**What to do**
Give the count of lines in the records that contain the string "ActionPattern", and write nothing but that number.

+++ Material shown

pub mod catalog;
pub mod config;
pub mod evaluate;

use std::path::Path;

use anyhow::{Context, Result};
use praxis_auth::AuthzConfig;

/// Loads the config at `path`, or the built-in defaults.
pub fn load_config(path: Option<&Path>) -> Result<AuthzConfig> {
    match path {
        Some(path) => AuthzConfig::load(path)
            .with_context(|| format!("failed to load config {}", path.display())),
        None => Ok(AuthzConfig::default()),
    }
}
impl PermissionPattern {
    /// Creates a pattern.
    #[must_use]
    pub fn new(resource: ResourcePattern, action: ActionPattern) -> Self {
        Self { resource, action }
    }

    /// The full wildcard `*:*`.
    #[must_use]
    pub fn any() -> Self {
        Self::new(ResourcePattern::Any, ActionPattern::Any)
    }

    /// Returns `true` if the pattern matches the pair.
    #[must_use]
    pub fn matches(&self, resource_type: ResourceType, action: Action) -> bool {
        self.resource.matches(resource_type) && self.action.matches(action)
    }

    /// Returns `true` if neither side is a wildcard.
    #[must_use]
    pub fn is_exact(&self) -> bool {
        matches!(
            (self.resource, self.action),
            (ResourcePattern::Exact(_), ActionPattern::Exact(_))
        )
    }

    /// Number of wildcard sides; used to apply broad patterns before narrow ones.
    #[must_use]
    pub fn wildcard_count(&self) -> u8 {
        u8::from(self.resource == ResourcePattern::Any) + u8::from(self.action == ActionPattern::Any)
    }

    /// Returns every canonical permission the pattern covers.
    pub fn covered(&self) -> impl Iterator<Item = Permission> + '_ {
        Permission::all().filter(move |p| self.matches(p.resource_type, p.action))
    }
}

impl From<Permission> for PermissionPattern {
    fn from(p: Permission) -> Self {
        Self::new(
            ResourcePattern::Exact(p.resource_type),
            ActionPattern::Exact(p.action),
        )
    }
}

impl fmt::Display for PermissionPattern {
    fn fmt(&self, f: &mut fmt::Formatter<'_>) -> fmt::Result {
        write!(f, "{}:{}", self.resource, self.action)
    }
}

impl FromStr for PermissionPattern {
    type Err = UnknownValue;

    fn from_str(s: &str) -> Result<Self, Self::Err> {
        let (resource, action) = s
            .trim()
            .split_once(':')
            .ok_or_else(|| UnknownValue::new("permission", s))?;

        let resource = match resource.trim() {
            "*" => ResourcePattern::Any,
            other => ResourcePattern::Exact(other.parse()?),
        };
        let action = match action.trim() {
            "*" => ActionPattern::Any,
            other => ActionPattern::Exact(other.parse()?),
        };
        Ok(Self::new(resource, action))
    }
}

impl Serialize for PermissionPattern {
    fn serialize<S>(&self, serializer: S) -> Result<S::Ok, S::Error>
    where
        S: Serializer,
    {
        serializer.serialize_str(&self.to_string())
    }
}

impl<'de> Deserialize<'de> for PermissionPattern {
    fn deserialize<D>(deserializer: D) -> Result<Self, D::Error>
    where
        D: Deserializer<'de>,
    {
        let s = String::deserialize(deserializer)?;
        s.parse().map_err(serde::de::Error::custom)
    }
}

++++++

**Written solution**
7